I know how to find an element using Nokogiri. I know how to click a link using Mechanize. But I can't figure out how to find a specific link and click it. This seems like it should be really easy, but for some reason I can't find a solution.

Let's say I'm just trying to click on the first result on a Google search. I can't just click the first link with Mechanize, because the Google page has a bunch of other links, like Settings. The search result links themselves don't seem to have class names, but they're enveloped in <h3 class="r"></h3>.

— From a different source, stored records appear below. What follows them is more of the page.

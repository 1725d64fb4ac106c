//! Arena: automated match harness.
//!
//! Pits differently configured searchers against each other, tracks
//! win/loss/draw tallies and Elo ratings, and persists the ratings table
//! as JSON between runs.

mod elo;
mod match_runner;

use std::env;
use std::process::ExitCode;

use elo::EloTracker;
use match_runner::{EngineSpec, MatchConfig, run_match};

const RATINGS_PATH: &str = "arena_elo.json";

fn print_usage() {
    println!("Arena match runner");
    println!();
    println!("Usage:");
    println!("  arena match <spec1> <spec2> [--games N] [--max-moves M]");
    println!("  arena leaderboard");
    println!();
    println!("An engine spec names a search depth, e.g. d2 or d5.");
    println!();
    println!("Examples:");
    println!("  arena match d2 d4 --games 20");
    println!("  arena leaderboard");
}

fn main() -> ExitCode {
    let args: Vec<String> = env::args().collect();
    if args.len() < 2 {
        print_usage();
        return ExitCode::FAILURE;
    }

    match args[1].as_str() {
        "match" => cmd_match(&args[2..]),
        "leaderboard" | "elo" => cmd_leaderboard(),
        "help" | "--help" | "-h" => {
            print_usage();
            ExitCode::SUCCESS
        }
        other => {
            eprintln!("Unknown command: {other}");
            print_usage();
            ExitCode::FAILURE
        }
    }
}

fn cmd_match(args: &[String]) -> ExitCode {
    if args.len() < 2 {
        eprintln!("Error: match requires two engine specs");
        print_usage();
        return ExitCode::FAILURE;
    }

    let (first, second) = match (EngineSpec::parse(&args[0]), EngineSpec::parse(&args[1])) {
        (Ok(a), Ok(b)) => (a, b),
        (Err(e), _) | (_, Err(e)) => {
            eprintln!("Error: {e}");
            return ExitCode::FAILURE;
        }
    };

    let mut config = MatchConfig::default();
    let mut i = 2;
    while i < args.len() {
        match args[i].as_str() {
            "--games" | "-g" => {
                if let Some(n) = args.get(i + 1).and_then(|s| s.parse().ok()) {
                    config.num_games = n;
                    i += 1;
                }
            }
            "--max-moves" => {
                if let Some(n) = args.get(i + 1).and_then(|s| s.parse().ok()) {
                    config.max_moves = n;
                    i += 1;
                }
            }
            _ => {}
        }
        i += 1;
    }

    println!("=== Match: {} vs {} ===", first.name, second.name);
    println!("Games: {}", config.num_games);
    println!();

    let result = run_match(&first, &second, &config);

    println!();
    println!("=== Final Result ===");
    println!(
        "{}: {} wins, {} losses, {} draws",
        first.name, result.wins, result.losses, result.draws
    );
    println!("Score: {:.1}%", result.score() * 100.0);

    let mut tracker = EloTracker::load(RATINGS_PATH).unwrap_or_default();
    tracker.apply_match(&first.name, &second.name, &result);
    tracker.print_leaderboard();
    if let Err(e) = tracker.save(RATINGS_PATH) {
        eprintln!("Warning: {e}");
    }

    ExitCode::SUCCESS
}

fn cmd_leaderboard() -> ExitCode {
    match EloTracker::load(RATINGS_PATH) {
        Ok(tracker) => {
            tracker.print_leaderboard();
            ExitCode::SUCCESS
        }
        Err(_) => {
            println!("No arena data found. Run some matches first!");
            ExitCode::SUCCESS
        }
    }
}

I could just use Nokogiri to follow the href value of the link like so:

document = open("https://www.google.com/search?q=stackoverflow")
parsed_content = Nokogiri::HTML(document.read)
href = parsed_content.css('.r').children.first['href']
new_document = open(href)
# href is equal to "/url?sa=t&amp;rct=j&amp;q=&amp;esrc=s&amp;source=web&amp;url=https%3A%2F%2Fstackoverflow.com%2F"

but it's not a direct url, and going to that url gives an error. The data-href value is a direct url, but I can't figure out how to get that value - doing the same thing except with ...first['data-href'] returns nil.

Anyone know how I can just find the first .r element on the page and click the link inside it?

Here's the start to my action:

require 'open-uri'
require 'nokogiri'
require 'mechanize'
document = open("https://www.google.com/search?q=stackoverflow")
parsed_content = Nokogiri::HTML(document.read)

Here's the .r element on the Google search results page:

<h3 class="r">
  <a href="/url?sa=t&amp;rct=j&amp;q=&amp;esrc=s&amp;source=web&amp;url=https%3A%2F%2Fstackoverflow.com%2F" data-href="https://stackoverflow.com/">Stack Overflow</a>
</h3>

1 answer

  • answered 2017-11-12 20:23 max pleaner

    You should make sure your question is the correct code in your example - it looks like it is not, because you don't surround the url in quotes and the css selector is .r a not r. You use .r a because you want to access the link inside elements with the r class.

    Anyway, you can use the approach detailed here like so:

    require 'open-uri'
    require 'nokogiri'
    require 'uri'
    
    base_url = "https://www.google.com/search?q=stackoverflow"
    document = open(base_url)
    parsed_content = Nokogiri::HTML(document.read)
    href = parsed_content.css('.r a').children.first.attributes['href']
    new_url = URI.join base_url, href.value
    new_document = open(new_url)
    

    I tested this and following new_url does redirect to StackOverflow as expected.